O Estado demissionário
O SNS é inequivocamente uma prioridade de todos os stakeholders do setor da saúde.
O SNS, até pelo setor privado, é elogiado e reconhecida a sua importância.
A sua existência recolhe uma invejável unanimidade de todos os setores da sociedade portuguesa. E estranhamente o SNS é, hoje, um dos setores em maior crise na sociedade portuguesa.
Se olharmos para o financiamento da saúde em Portugal facilmente concluímos que são hoje os portugueses que mais suportam o SNS. Muito mais do que o Estado e em especial o Governo. Se olharmos para as contas do Estado facilmente percebemos que os portugueses sustentam o SNS de duas formas: pelos seus impostos e por aquilo vulgarmente chamado como a despesa das famílias em saúde.
E se olharmos para a realidade atual facilmente percebemos que é o Ministério da Saúde o maior gerador de fake news do setor.
Vejamos alguns exemplos: Ministra e Secretários de Estado duplicam esforços a afirmar que não há problemas no setor. Que não há falta de recursos humanos. Que todos os equipamentos estão novos e com a manutenção perfeita. Que a inovação não para de crescer. Qua a despesa está controlada. Que diminuíram as listas de espera. Que os profissionais não têm razão em denunciar as situações de carência. Que, no passado, tudo estava errado e que agora tudo está bem. Que os culpados são os CA das diferentes instituições. A lista é interminável e mereceria um estudo ou quiçá mesmo um doutoramento.
Mas esta criatividade perversa tem outras facetas que importa sublinhar. Sistemática e continuamente há um aperfeiçoamento da política do “faz de conta”. Sistemática e continuamente há um desenvolvimento de beatificação do Ministério da Saúde e uma demonização dos profissionais. E as perversões são múltiplas e sucessivas.
Defendem-se as carreiras e atrasam-se os concursos.
Aprovam-se legislações e não são implementadas as regras.
Alteram-se quadros de referência sem qualquer avaliação do que foi feito.
Nomeiam-se júris envolvendo milhares de médicos. A custo zero para o Ministério.
Definem-se regras e não se investe no seu controlo.

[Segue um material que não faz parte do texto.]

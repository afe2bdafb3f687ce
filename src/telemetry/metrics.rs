//! Metric instrument factories for persona-relay.
//!
//! Uses the OTel Meter API with the globally-registered `MeterProvider`.
//! All instruments come from the `"persona-relay"` meter.

use opentelemetry::metrics::{Counter, Histogram, Meter};

fn meter() -> Meter {
    opentelemetry::global::meter("persona-relay")
}

/// Counter: chat requests handled.
/// Labels: `outcome` ("ok" | "invalid_input" | "upstream_error" | "internal_error").
pub fn chat_requests() -> Counter<u64> {
    meter()
        .u64_counter("relay.chat.requests")
        .with_description("Number of chat requests handled")
        .build()
}

/// Histogram: chat request duration in milliseconds.
/// Labels: `outcome`.
pub fn chat_duration_ms() -> Histogram<f64> {
    meter()
        .f64_histogram("relay.chat.duration_ms")
        .with_description("Chat request duration in milliseconds")
        .with_unit("ms")
        .build()
}

/// Counter: memory candidate attempts.
/// Labels: `outcome` ("resolved" | "missing" | "empty" | "failed").
pub fn memory_loads() -> Counter<u64> {
    meter()
        .u64_counter("relay.memory.candidate_attempts")
        .with_description("Memory page candidate lookups")
        .build()
}

/// Counter: memory cache lookups.
/// Labels: `result` ("hit" | "miss").
pub fn memory_cache() -> Counter<u64> {
    meter()
        .u64_counter("relay.memory.cache")
        .with_description("Memory cache lookups")
        .build()
}

/// Counter: LLM token usage.
/// Labels: `model`, `provider`, `direction` ("input" | "output").
pub fn llm_tokens() -> Counter<u64> {
    meter()
        .u64_counter("relay.llm.tokens")
        .with_description("LLM token usage")
        .build()
}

Criam-se GT e Comissões e para eles se nomeiam médicos. A custo zero para o Ministério e para fazer um trabalho do qual o Estado assume a necessidade.

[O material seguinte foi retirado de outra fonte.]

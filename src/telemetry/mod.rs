//! Logging, tracing and metrics setup.
//!
//! Installs tracing-subscriber with an env filter. When an OTLP endpoint is
//! configured, traces, metrics and logs are exported there as well; without
//! one the relay logs to stderr only.

pub mod chat;
pub mod genai;
pub mod metrics;

use opentelemetry::KeyValue;
use opentelemetry_sdk::Resource;
use opentelemetry_sdk::logs::SdkLoggerProvider;
use opentelemetry_sdk::metrics::SdkMeterProvider;
use opentelemetry_sdk::trace::SdkTracerProvider;

use crate::error::{Error, Result};

/// Configuration for telemetry initialization.
pub struct TelemetryConfig {
    /// Optional OTLP endpoint (e.g. "http://localhost:4317").
    pub endpoint: Option<String>,
    /// The service name reported in telemetry signals.
    pub service_name: String,
    /// Filter used when `RUST_LOG` is unset.
    pub default_filter: String,
}

/// Guard that flushes and shuts down OTel providers on drop.
///
/// Hold it for the lifetime of the process.
pub struct TelemetryGuard {
    tracer_provider: Option<SdkTracerProvider>,
    meter_provider: Option<SdkMeterProvider>,
    logger_provider: Option<SdkLoggerProvider>,
}

impl TelemetryGuard {
    fn local() -> Self {
        Self {
            tracer_provider: None,
            meter_provider: None,
            logger_provider: None,
        }
    }

    /// Force-flush all telemetry pipelines.
    pub fn force_flush(&self) {
        if let Some(ref provider) = self.tracer_provider {
            let _ = provider.force_flush();
        }
        if let Some(ref provider) = self.meter_provider {
            let _ = provider.force_flush();
        }
        if let Some(ref provider) = self.logger_provider {
            let _ = provider.force_flush();
        }
    }
}

impl Drop for TelemetryGuard {
    fn drop(&mut self) {
        if let Some(provider) = self.logger_provider.take() {
            let _ = provider.shutdown();
        }
        if let Some(provider) = self.meter_provider.take() {
            let _ = provider.shutdown();
        }
        if let Some(provider) = self.tracer_provider.take() {
            let _ = provider.shutdown();
        }
    }
}

/// Initialize logging and, if configured, OTLP export.
///
/// # Errors
///
/// Returns an error if an OTLP exporter fails to build or a global
/// subscriber is already installed.
pub fn init_telemetry(config: TelemetryConfig) -> Result<TelemetryGuard> {
    use opentelemetry::trace::TracerProvider as _;
    use tracing_subscriber::EnvFilter;
    use tracing_subscriber::layer::SubscriberExt as _;
    use tracing_subscriber::util::SubscriberInitExt as _;

    let env_filter = EnvFilter::try_from_default_env()
        .unwrap_or_else(|_| EnvFilter::new(&config.default_filter));

    let Some(endpoint) = config.endpoint else {
        tracing_subscriber::registry()
            .with(env_filter)
            .with(tracing_subscriber::fmt::layer())
            .try_init()
            .map_err(|e| Error::Other(format!("failed to init tracing subscriber: {e}")))?;
        return Ok(TelemetryGuard::local());
    };

    let resource = Resource::builder()
        .with_service_name(config.service_name)
        .with_attribute(KeyValue::new(
            opentelemetry_semantic_conventions::resource::SERVICE_VERSION,
            env!("CARGO_PKG_VERSION"),
        ))
        .build();

    let (tracer_provider, meter_provider, logger_provider) = otlp_providers(&endpoint, resource)?;
    opentelemetry::global::set_meter_provider(meter_provider.clone());

    let tracer = tracer_provider.tracer("persona-relay");
    let otel_trace_layer = tracing_opentelemetry::layer().with_tracer(tracer);
    let otel_log_layer =
        opentelemetry_appender_tracing::layer::OpenTelemetryTracingBridge::new(&logger_provider);

    tracing_subscriber::registry()
        .with(env_filter)
        .with(tracing_subscriber::fmt::layer().compact())
        .with(otel_trace_layer)
        .with(otel_log_layer)
        .try_init()
        .map_err(|e| Error::Other(format!("failed to init tracing subscriber: {e}")))?;

    Ok(TelemetryGuard {
        tracer_provider: Some(tracer_provider),
        meter_provider: Some(meter_provider),
        logger_provider: Some(logger_provider),
    })
}

fn otlp_providers(
    endpoint: &str,
    resource: Resource,
) -> Result<(SdkTracerProvider, SdkMeterProvider, SdkLoggerProvider)> {
    use opentelemetry_otlp::WithExportConfig as _;

    let span_exporter = opentelemetry_otlp::SpanExporter::builder()
        .with_tonic()
        .with_endpoint(endpoint)
        .build()
        .map_err(|e| exporter_err("span", e))?;
    let tracer_provider = SdkTracerProvider::builder()
        .with_batch_exporter(span_exporter)
        .with_resource(resource.clone())
        .build();

    let metric_exporter = opentelemetry_otlp::MetricExporter::builder()
        .with_tonic()
        .with_endpoint(endpoint)
        .build()
        .map_err(|e| exporter_err("metric", e))?;
    let meter_provider = SdkMeterProvider::builder()
        .with_periodic_exporter(metric_exporter)
        .with_resource(resource.clone())
        .build();

    let log_exporter = opentelemetry_otlp::LogExporter::builder()
        .with_tonic()
        .with_endpoint(endpoint)
        .build()
        .map_err(|e| exporter_err("log", e))?;
    let logger_provider = SdkLoggerProvider::builder()
        .with_batch_exporter(log_exporter)
        .with_resource(resource)
        .build();

    Ok((tracer_provider, meter_provider, logger_provider))
}

fn exporter_err(signal: &str, e: impl std::fmt::Display) -> Error {
    Error::Other(format!("failed to create OTLP {signal} exporter: {e}"))
}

Nomeiam-se médicos peritos. A custo zero para o Ministério.
Nomeiam-se auditores médicos. A custo zero para o Ministério.
Avaliam-se idoneidades. A custo zero.
Dá-se formação. A custo zero.
Anuncia-se que tudo está bem nas instituições quando a nossa experiência é bem diferente. Tetos a cair e cadeiras partidas são os exemplos mais simples de uma lista interminável
Sistematicamente procura bodes expiatórios para as suas insuficiências.

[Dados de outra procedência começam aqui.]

//! Memory record types.

use serde::{Deserialize, Serialize};

/// The memory text retrieved for one request, with provenance.
#[derive(Debug, Clone, PartialEq, Eq, Serialize, Deserialize)]
#[serde(rename_all = "camelCase")]
pub struct MemoryRecord {
    pub found: bool,
    /// The candidate identifier that resolved.
    pub source_id: Option<String>,
    pub text: String,
    pub truncated: bool,
}

impl MemoryRecord {
    /// No memory available. Not an error.
    pub fn missing() -> Self {
        Self {
            found: false,
            source_id: None,
            text: String::new(),
            truncated: false,
        }
    }

    pub fn found(source_id: impl Into<String>, text: String, truncated: bool) -> Self {
        Self {
            found: true,
            source_id: Some(source_id.into()),
            text,
            truncated,
        }
    }

    /// Length of the memory text in characters.
    pub fn chars(&self) -> usize {
        self.text.chars().count()
    }
}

Repetidamente se aproveita das competências e diferenciações dos médicos.
Repetidamente, o Ministério leva os médicos a executarem um conjunto de funções muito para além das suas funções assistenciais sem que nunca reconheça a sua relevância
Sistematicamente vai aproveitando a diferenciação médica, as suas competências e a sua dedicação à causa pública.
Repetidamente os ataca e deles se aproveita.
A classe médica tem sido pouco reivindicativa e o Estado tem-se aproveitado dessa sua caraterística. Tem-se aproveitado da sua vontade de ajudar e de estar ao lado dos doentes.
E é o Estado que progressivamente entende que os deveres dos médicos devem ser aumentados enquanto que os salários devem ser diminuídos. Sistematicamente.
O que cada vez é mais percetível para todos é a permanente demissão do Estado naquilo que são as suas verdadeiras tarefas. Regulação e financiamento.
Em contraponto, temos a opinião dos nossos doentes. Que sistematicamente reconhecem o desempenho e esforço dos médicos.
E esses são a nossa maior prova de que fazemos bem aquilo que melhor sabemos fazer. Tratar doentes. Não pedimos muito! Só pedimos que nos deem condições para bens os tratar. E que nos reconheçam, aos variados níveis, como profissionais altamente diferenciados e empenhados.